Competitive Landscape: Privacy Coins and Broader Crypto

Monero operates in a competitive environment, both among dedicated privacy-focused cryptocurrencies and in the broader context of cryptocurrencies that offer partial privacy features or alternative value propositions. In this section, we compare Monero to its main privacy coin competitors – such as Zcash, Dash, and others – and also consider how Monero stacks up against broader crypto projects (like Bitcoin and Ethereum) in the domain of privacy and use case overlap.

Privacy Coin Competitors

Zcash (ZEC): Launched in 2016, Zcash is often considered Monero’s primary competitor in privacy. It uses zk-SNARK technology to enable private transactions.

  • Privacy Model: Zcash offers optional privacy. Users can send “shielded” transactions (encrypted addresses and amounts via zk-SNARKs) or transparent transactions similar to Bitcoin. In practice, a minority of Zcash transactions are shielded – currently only ~20% of transactions fully hide sender and receiver, and an even smaller percentage hide amounts (as many transactions move between shielded and transparent pools) (Monero: All About the Top Privacy Coin - Chainalysis) (Monero: All About the Top Privacy Coin - Chainalysis). Monero, by contrast, is private-by-default for 100% of transactions. This default approach means all XMR have the same privacy, whereas ZEC has a split pool, potentially leading to fungibility issues (transparent ZEC are traceable, shielded ZEC are not).

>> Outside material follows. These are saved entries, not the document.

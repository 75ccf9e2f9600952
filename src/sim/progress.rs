/// Progression controller: sequences phases around the traversal engine.
///
/// ```text
///   Title ──confirm──▶ StartLevel ──hold+fade──▶ StartRoom ──scale 0→1──▶ Play
///                          ▲                          ▲                   │ RoomSolved
///                          │ levels remain            │ rooms remain      ▼
///   GameEnd ◀──last── EndLevel ◀────────last room──── EndRoom ◀──scale 1→0─┘
///      │
///      └──confirm / cancel──▶ Title
/// ```
///
/// Each phase counts `phase_elapsed` up by the frame delta. When its duration
/// is reached the transition fires and the counter restarts at 0; any
/// overshoot is dropped.

use log::{debug, info};

use crate::domain::entity::FrameInput;
use super::event::GameEvent;
use super::step;
use super::world::{ratio, Phase, WorldState};

/// How long the "finished" banner stays in the HUD message line.
const MESSAGE_SECS: f32 = 3.0;

// ══════════════════════════════════════════════════════════════
// Main entry point
// ══════════════════════════════════════════════════════════════

/// Advance the whole game by one frame of `dt` seconds.
pub fn advance(world: &mut WorldState, input: FrameInput, dt: f32) -> Vec<GameEvent> {
    let mut events = Vec::new();
    world.tick_message(dt);

    match world.phase {
        Phase::Title => {
            if input.confirm {
                start_game(world, &mut events);
            }
        }
        Phase::StartLevel => tick_start_level(world, dt),
        Phase::StartRoom => tick_start_room(world, dt),
        Phase::Play => {
            let step_events = step::step(world, input, dt);
            if step_events.contains(&GameEvent::RoomSolved) {
                enter(world, Phase::EndRoom);
            }
            events.extend(step_events);
        }
        Phase::EndRoom => tick_end_room(world, dt),
        Phase::EndLevel => tick_end_level(world, dt, &mut events),
        Phase::GameEnd => {
            if input.confirm || input.cancel {
                return_to_title(world);
            }
        }
    }
    events
}

/// Begin at level 0. Stays on the title when there is nothing to play.
pub fn start_game(world: &mut WorldState, events: &mut Vec<GameEvent>) {
    if world.levels.is_empty() {
        world.set_message("No levels loaded", MESSAGE_SECS);
        return;
    }
    world.level_index = 0;
    begin_level(world, events);
}

pub fn return_to_title(world: &mut WorldState) {
    world.slide = None;
    world.player.scale = 0.0;
    enter(world, Phase::Title);
}

// ══════════════════════════════════════════════════════════════
// Phase ticks
// ══════════════════════════════════════════════════════════════

fn tick_start_level(world: &mut WorldState, dt: f32) {
    world.phase_elapsed += dt;
    let t = &world.timing;
    if world.phase_elapsed >= t.level_title_hold() + t.fade() {
        enter(world, Phase::StartRoom);
    }
}

fn tick_start_room(world: &mut WorldState, dt: f32) {
    world.phase_elapsed += dt;
    let duration = world.timing.scale();
    world.player.scale = ratio(world.phase_elapsed, duration);
    if world.phase_elapsed >= duration {
        world.player.scale = 1.0;
        enter(world, Phase::Play);
    }
}

fn tick_end_room(world: &mut WorldState, dt: f32) {
    world.phase_elapsed += dt;
    let duration = world.timing.scale();
    world.player.scale = 1.0 - ratio(world.phase_elapsed, duration);
    if world.phase_elapsed < duration {
        return;
    }

    world.player.scale = 0.0;
    if world.is_last_room() {
        enter(world, Phase::EndLevel);
    } else {
        world.room_index += 1;
        step::reset_room(world);
        enter(world, Phase::StartRoom);
    }
}

fn tick_end_level(world: &mut WorldState, dt: f32, events: &mut Vec<GameEvent>) {
    world.phase_elapsed += dt;
    if world.phase_elapsed < world.timing.fade() {
        return;
    }

    if world.is_last_level() {
        info!("Finished all levels!");
        world.set_message("Finished all levels!", MESSAGE_SECS);
        events.push(GameEvent::GameComplete);
        enter(world, Phase::GameEnd);
    } else {
        world.level_index += 1;
        begin_level(world, events);
    }
}

// ══════════════════════════════════════════════════════════════
// Helpers
// ══════════════════════════════════════════════════════════════

fn begin_level(world: &mut WorldState, events: &mut Vec<GameEvent>) {
    step::reset_level(world);
    world.player.scale = 0.0;
    if let Some(level) = world.current_level() {
        info!("level {}: {}", world.level_index + 1, level.name);
    }
    events.push(GameEvent::LevelStarted { index: world.level_index });
    enter(world, Phase::StartLevel);
}

fn enter(world: &mut WorldState, phase: Phase) {
    debug!("phase {:?} -> {phase:?}", world.phase);
    world.phase = phase;
    world.phase_elapsed = 0.0;
}

// ══════════════════════════════════════════════════════════════
// Unit tests
// ══════════════════════════════════════════════════════════════

#[cfg(test)]
mod tests {
    use super::*;
    use crate::config::TimingConfig;
    use crate::domain::entity::MoveDir;
    use crate::sim::level::{embedded_levels, parse_level};

    /// Longer than any phase duration.
    const LONG: f32 = 60.0;

    fn confirm() -> FrameInput {
        FrameInput { confirm: true, ..Default::default() }
    }

    fn idle() -> FrameInput {
        FrameInput::default()
    }

    fn go(w: &mut WorldState, dir: MoveDir) -> Vec<GameEvent> {
        advance(w, FrameInput::moving(dir), 0.0)
    }

    /// Two levels: the first has two corridor rooms, the second one.
    fn small_world() -> WorldState {
        let a = parse_level("a", "2\n3 1\n..@\n0 0\n3 1\n@..\n2 0\n").unwrap();
        let b = parse_level("b", "1\n3 1\n..@\n0 0\n").unwrap();
        WorldState::new(vec![a, b], TimingConfig::default())
    }

    /// From the title, run until the first `Play` frame.
    fn into_play(w: &mut WorldState) {
        advance(w, confirm(), 0.0);
        while w.phase != Phase::Play {
            advance(w, idle(), LONG);
        }
    }

    #[test]
    fn confirm_on_title_starts_first_level() {
        let mut w = small_world();
        let events = advance(&mut w, confirm(), 0.0);
        assert_eq!(events, vec![GameEvent::LevelStarted { index: 0 }]);
        assert_eq!(w.phase, Phase::StartLevel);
        assert_eq!(w.phase_elapsed, 0.0);
        assert_eq!((w.player.x, w.player.y), (0, 0));
        assert_eq!(w.player.scale, 0.0);
    }

    #[test]
    fn title_without_levels_stays_put() {
        let mut w = WorldState::new(vec![], TimingConfig::default());
        advance(&mut w, confirm(), 0.0);
        assert_eq!(w.phase, Phase::Title);
        assert!(!w.message.is_empty());
    }

    #[test]
    fn start_level_holds_then_fades() {
        let mut w = small_world();
        advance(&mut w, confirm(), 0.0);
        let (hold, fade) = (w.timing.level_title_hold(), w.timing.fade());
        advance(&mut w, idle(), hold);
        assert_eq!(w.phase, Phase::StartLevel);
        assert_eq!(w.fade_alpha(), 1.0);
        advance(&mut w, idle(), fade / 2.0);
        assert_eq!(w.phase, Phase::StartLevel);
        assert!(w.fade_alpha() < 1.0 && w.fade_alpha() > 0.0);
        advance(&mut w, idle(), fade);
        assert_eq!(w.phase, Phase::StartRoom);
    }

    #[test]
    fn start_room_grows_player_and_ignores_movement() {
        let mut w = small_world();
        advance(&mut w, confirm(), 0.0);
        advance(&mut w, idle(), LONG);
        assert_eq!(w.phase, Phase::StartRoom);

        let half = w.timing.scale() / 2.0;
        advance(&mut w, FrameInput::moving(MoveDir::Right), half);
        assert!((w.player.scale - 0.5).abs() < 1e-4);
        assert_eq!((w.player.x, w.player.y), (0, 0));

        advance(&mut w, idle(), half);
        assert_eq!(w.phase, Phase::Play);
        assert_eq!(w.player.scale, 1.0);
    }

    #[test]
    fn overshoot_is_not_carried() {
        let mut w = small_world();
        advance(&mut w, confirm(), 0.0);
        advance(&mut w, idle(), LONG);
        assert_eq!(w.phase, Phase::StartRoom);
        assert_eq!(w.phase_elapsed, 0.0);
        assert_eq!(w.player.scale, 0.0);
    }

    #[test]
    fn solving_a_room_moves_to_next_room() {
        let mut w = small_world();
        into_play(&mut w);
        go(&mut w, MoveDir::Right);
        let events = go(&mut w, MoveDir::Right);
        assert!(events.contains(&GameEvent::RoomSolved));
        assert_eq!(w.phase, Phase::EndRoom);

        let half = w.timing.scale() / 2.0;
        advance(&mut w, idle(), half);
        assert!(w.player.scale > 0.0 && w.player.scale < 1.0);
        advance(&mut w, idle(), LONG);
        assert_eq!(w.phase, Phase::StartRoom);
        assert_eq!((w.level_index, w.room_index), (0, 1));
        assert_eq!((w.player.x, w.player.y), (2, 0));
        assert!(w.current_room().unwrap().cell(2, 0).unwrap().visited);
    }

    #[test]
    fn last_room_of_level_moves_to_next_level() {
        let mut w = small_world();
        into_play(&mut w);
        go(&mut w, MoveDir::Right);
        go(&mut w, MoveDir::Right);
        advance(&mut w, idle(), LONG);
        while w.phase != Phase::Play {
            advance(&mut w, idle(), LONG);
        }
        go(&mut w, MoveDir::Left);
        go(&mut w, MoveDir::Left);
        assert_eq!(w.phase, Phase::EndRoom);
        advance(&mut w, idle(), LONG);
        assert_eq!(w.phase, Phase::EndLevel);

        let half = w.timing.fade() / 2.0;
        advance(&mut w, idle(), half);
        assert!(w.fade_alpha() > 0.0 && w.fade_alpha() < 1.0);
        let events = advance(&mut w, idle(), LONG);
        assert_eq!(events, vec![GameEvent::LevelStarted { index: 1 }]);
        assert_eq!(w.phase, Phase::StartLevel);
        assert_eq!((w.level_index, w.room_index), (1, 0));
    }

    #[test]
    fn final_goal_ends_the_game() {
        let mut w = small_world();
        w.level_index = 1;
        step::reset_level(&mut w);
        w.phase = Phase::Play;
        w.player.scale = 1.0;

        go(&mut w, MoveDir::Right);
        let events = go(&mut w, MoveDir::Right);
        assert!(events.contains(&GameEvent::RoomSolved));
        assert_eq!(w.phase, Phase::EndRoom);

        advance(&mut w, idle(), LONG);
        assert_eq!(w.phase, Phase::EndLevel);
        let events = advance(&mut w, idle(), LONG);
        assert_eq!(events, vec![GameEvent::GameComplete]);
        assert_eq!(w.phase, Phase::GameEnd);
        assert_ne!(w.phase, Phase::StartRoom);

        // Terminal until a UI signal.
        advance(&mut w, idle(), LONG);
        assert_eq!(w.phase, Phase::GameEnd);
        advance(&mut w, FrameInput { cancel: true, ..Default::default() }, 0.0);
        assert_eq!(w.phase, Phase::Title);
    }

    #[test]
    fn reset_during_play_keeps_phase() {
        let mut w = small_world();
        into_play(&mut w);
        go(&mut w, MoveDir::Right);
        let events = advance(&mut w, FrameInput { reset: true, ..Default::default() }, 0.0);
        assert_eq!(events, vec![GameEvent::RoomReset]);
        assert_eq!(w.phase, Phase::Play);
        assert_eq!((w.player.x, w.player.y), (0, 0));
    }

    #[test]
    fn replay_after_game_end_starts_fresh() {
        let mut w = small_world();
        into_play(&mut w);
        go(&mut w, MoveDir::Right);
        return_to_title(&mut w);
        into_play(&mut w);
        assert_eq!((w.level_index, w.room_index), (0, 0));
        assert!(!w.current_room().unwrap().cell(1, 0).unwrap().visited);
    }

    #[test]
    fn embedded_levels_are_solvable() {
        use MoveDir::*;
        let solutions: [&[&[MoveDir]]; 3] = [
            &[
                &[Right, Right, Right, Right],
                &[Right, Right, Right, Down, Down, Left, Left, Left, Up],
            ],
            &[&[Right, Down, Left, Down, Right, Right, Up, Right, Up, Right, Down, Down]],
            &[&[Right, Down, Left, Left, Left, Left, Left, Down]],
        ];

        let mut w = WorldState::new(embedded_levels(), TimingConfig::default());
        into_play(&mut w);
        let slide_dt = w.timing.slide_interval();

        for rooms in solutions {
            for moves in rooms {
                assert_eq!(w.phase, Phase::Play);
                for &dir in moves.iter() {
                    go(&mut w, dir);
                    while w.is_sliding() {
                        advance(&mut w, idle(), slide_dt);
                    }
                }
                assert_eq!(w.phase, Phase::EndRoom, "level {} room {}", w.level_index, w.room_index);
                while w.phase != Phase::Play && w.phase != Phase::GameEnd {
                    advance(&mut w, idle(), LONG);
                }
            }
        }
        assert_eq!(w.phase, Phase::GameEnd);
    }
}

  • Anonymity Set: Zcash’s shielded transactions can have a large anonymity set (all coins in the shielded pool). In theory this is larger than Monero’s current ring of 16. However, because shielded usage is low, the effective anonymity set for Zcash users is limited by how many people actually use shielding. As of 2023, the largest shielded pool (Sapling) had a few hundred thousand outputs – providing a strong anonymity set for those using it, but still a subset of the network (Monero: All About the Top Privacy Coin - Chainalysis). Monero’s anonymity set per transaction (16) is smaller, but every Monero user benefits from it, and research indicates chain analysis is largely thwarted (Monero - Wikipedia) (Monero - Wikipedia). With upcoming Seraphis, Monero’s anonymity per tx could greatly increase, potentially surpassing Zcash’s approach while maintaining default usage.

  • Performance: Zcash’s zk-SNARKs are computationally heavy but have improved (Halo 2 update removed need for a trusted setup). Still, running a full Zcash node is resource-intensive if verifying all shielded transactions. Monero’s transactions are larger but verification is reasonably fast (especially after CLSAG and Bulletproofs). Monero’s blockchain is larger in size (due to every tx having ring sigs), whereas Zcash’s is smaller (fewer users, and shielded proof data is succinct). In terms of scalability, neither can yet handle massive throughput as-is, but both are sufficient for current usage.

  • Monetary Policy & Governance: Zcash has a fixed supply of 21M like Bitcoin, with periodic halvings. It had a “Founders’ Reward” where 20% of mining rewards for first 4 years went to founders/investors and Zcash Foundation. Now it has a continued developer fund (in 2020, Zcash community voted to allocate 20% of mining rewards to a dev fund through 2024). This means Zcash has a semi-centralized funding (Electric Coin Co. and Zcash Foundation use that money). Monero’s emission (infinite tail) vs Zcash’s capped supply is a contrast: Zcash emphasizes scarcity (some speculate it as an investment, but its inflation was initially very high and price performance has lagged). From an investor view, Zcash’s cap is a plus, but the heavy inflation early on (ZEC still inflating ~12% annually until next halving) diluted holders. Monero’s tail emission is tiny in comparison now (Monero Mining: Full Guide on How to Mine Monero - BitDegree).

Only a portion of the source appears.